I speak with three Pakistani journalists. One is reputed to be the country's biggest importer of illegal alcohol. He plays a cat and mouse game with the police. They catch him, he pays them off, brings in more--vodka, whisky, beer, even Bailey's Irish cream. I ask these men what American bases exist. "Karachi, Pasni, Jackum Abat. Has Musharaf ever said no to America?" Behind America they see the Jews. They see a vast plot to squash Islam--Iraq, Afghanistan and Chechnya. They see the Jews controlling America.

At night, I talk to women from a group just returned from Kabul. They talk of seeing empty villages, discarded material, abandoned tanks.

Later, I join the UN Club. Membership is 20 dollars for one week. Pakistanis are strictly forbidden. Arif drives me and two American journalists. The UN has created a Pakistani free zone. Good place to make contacts. I see a black man. At least black people are allowed in. And of course the wait staff. We talk war. The muzak is awful--Eric Clapton on pipes of Pan.

A female photographer is fresh back from two months straight in Kabul. She is eating her second lobster meal in a row, savoring every bite. A male TV producer has been in Islamabad for as long. He is outraged that the club has run out of red wine. I get a phone number for a one-star American general who is staying in my hotel. He may be able to help me liaise with U.S. military in Afghanistan.

At the bar, two Brits with tattoos on forearms and polo shirts impersonate foul-mouthed shit-kickers. The bar a reminder of home.

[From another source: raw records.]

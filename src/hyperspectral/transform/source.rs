//! Source raster formats and plain 2-D sample views.

use std::fmt;
use std::str::FromStr;

use crate::hyperspectral::common::error::{HyperspectralError, Result};
use crate::hyperspectral::cube::SampleFormat;
use crate::hyperspectral::mosaic::DefaultMosaic;

/// Colour filter order of a Bayer sensor, read row-major over the 2x2 tile.
#[derive(Debug, Clone, Copy, PartialEq, Eq)]
pub enum BayerOrder {
    Bggr,
    Rggb,
    Gbrg,
    Grbg,
}

impl BayerOrder {
    pub fn as_str(self) -> &'static str {
        match self {
            BayerOrder::Bggr => "bggr",
            BayerOrder::Rggb => "rggb",
            BayerOrder::Gbrg => "gbrg",
            BayerOrder::Grbg => "grbg",
        }
    }

    pub fn default_mosaic(self) -> DefaultMosaic {
        match self {
            BayerOrder::Bggr => DefaultMosaic::Bggr,
            BayerOrder::Rggb => DefaultMosaic::Rggb,
            BayerOrder::Gbrg => DefaultMosaic::Gbrg,
            BayerOrder::Grbg => DefaultMosaic::Grbg,
        }
    }

    /// Recognises the order from the colour of each tile position
    /// (0 = red, 1 = green, 2 = blue), in row-major order.
    pub fn from_colors(colors: [usize; 4]) -> Option<Self> {
        match colors {
            [2, 1, 1, 0] => Some(BayerOrder::Bggr),
            [0, 1, 1, 2] => Some(BayerOrder::Rggb),
            [1, 2, 0, 1] => Some(BayerOrder::Gbrg),
            [1, 0, 2, 1] => Some(BayerOrder::Grbg),
            _ => None,
        }
    }
}

/// Pixel format of an encoder input.
#[derive(Debug, Clone, Copy, PartialEq, Eq)]
pub enum SourceFormat {
    Gray(SampleFormat),
    /// 8 bits per sample
    Bayer(BayerOrder),
}

impl SourceFormat {
    /// Sample format of the cube produced from this source.
    pub fn sample_format(self) -> SampleFormat {
        match self {
            SourceFormat::Gray(format) => format,
            SourceFormat::Bayer(_) => SampleFormat::Gray8,
        }
    }

    pub fn byte_width(self) -> usize {
        self.sample_format().byte_width()
    }

    /// Mosaic used when none has been configured.
    pub fn default_mosaic(self) -> DefaultMosaic {
        match self {
            SourceFormat::Gray(_) => DefaultMosaic::Generic5x5,
            SourceFormat::Bayer(order) => order.default_mosaic(),
        }
    }
}

impl FromStr for SourceFormat {
    type Err = HyperspectralError;

    fn from_str(s: &str) -> Result<Self> {
        match s {
            "bggr" => Ok(SourceFormat::Bayer(BayerOrder::Bggr)),
            "rggb" => Ok(SourceFormat::Bayer(BayerOrder::Rggb)),
            "gbrg" => Ok(SourceFormat::Bayer(BayerOrder::Gbrg)),
            "grbg" => Ok(SourceFormat::Bayer(BayerOrder::Grbg)),
            other => other.parse::<SampleFormat>().map(SourceFormat::Gray),
        }
    }
}

impl fmt::Display for SourceFormat {
    fn fmt(&self, f: &mut fmt::Formatter<'_>) -> fmt::Result {
        match self {
            SourceFormat::Gray(format) => f.write_str(format.as_str()),
            SourceFormat::Bayer(order) => f.write_str(order.as_str()),
        }
    }
}

/// Declared geometry of the sensor raster fed to the encoder.
#[derive(Debug, Clone, Copy, PartialEq, Eq)]
pub struct SourceInfo {
    pub width: usize,
    pub height: usize,
    pub format: SourceFormat,
}

impl SourceInfo {
    pub fn new(width: usize, height: usize, format: SourceFormat) -> Self {
        Self { width, height, format }
    }
}

fn check_raster(width: usize, height: usize, stride: usize, byte_width: usize, len: usize) -> Result<()> {
    if stride < width {
        return Err(HyperspectralError::GeometryMismatch(format!(
            "row stride {} is smaller than width {}",
            stride, width
        )));
    }
    let required = if height == 0 || width == 0 {
        0
    } else {
        (height - 1)
            .checked_mul(stride)
            .and_then(|rows| rows.checked_add(width))
            .and_then(|samples| samples.checked_mul(byte_width))
            .ok_or_else(|| {
                HyperspectralError::GeometryMismatch(format!(
                    "raster {}x{} with stride {} is too large",
                    width, height, stride
                ))
            })?
    };
    if len < required {
        return Err(HyperspectralError::InvalidSize { actual: len, required });
    }
    Ok(())
}

/// Read-only single-plane raster. `stride` is counted in samples.
#[derive(Debug, Clone, Copy)]
pub struct RasterImage<'a> {
    pub data: &'a [u8],
    pub width: usize,
    pub height: usize,
    pub stride: usize,
}

impl<'a> RasterImage<'a> {
    pub fn new(data: &'a [u8], width: usize, height: usize) -> Self {
        Self { data, width, height, stride: width }
    }

    pub fn with_stride(mut self, stride: usize) -> Self {
        self.stride = stride;
        self
    }

    pub(crate) fn validate(&self, byte_width: usize) -> Result<()> {
        check_raster(self.width, self.height, self.stride, byte_width, self.data.len())
    }
}

/// Writable single-plane raster. `stride` is counted in samples.
#[derive(Debug)]
pub struct PlaneMut<'a> {
    pub data: &'a mut [u8],
    pub width: usize,
    pub height: usize,
    pub stride: usize,
}

impl<'a> PlaneMut<'a> {
    pub fn new(data: &'a mut [u8], width: usize, height: usize) -> Self {
        Self { data, width, height, stride: width }
    }

    pub fn with_stride(mut self, stride: usize) -> Self {
        self.stride = stride;
        self
    }

    pub(crate) fn validate(&self, byte_width: usize) -> Result<()> {
        check_raster(self.width, self.height, self.stride, byte_width, self.data.len())
    }
}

Back late, I run into Bianca Jagger in the lobby. I have heard several times that she is recently returned from Kabul, where she was said to be a key organizer of a rave behind the American embassy, recently started back up. She is very pretty, swathed in white traditional garb, a long orange scarf to the ground. We walk together to the elevator. She has to pack, she tells me, she leaves tomorrow morning at seven. We ride the elevator together. She wants to know where I am going next. Such a long day. I'm nearly at my floor, and I can't remember the word. "Kabul," I say as the doors open to my floor.

"When?" She asks.

"As soon as I find my luggage."

"Not you too. Goodnight."

HUSTLER and Bianca Jagger have showed up in the war zone.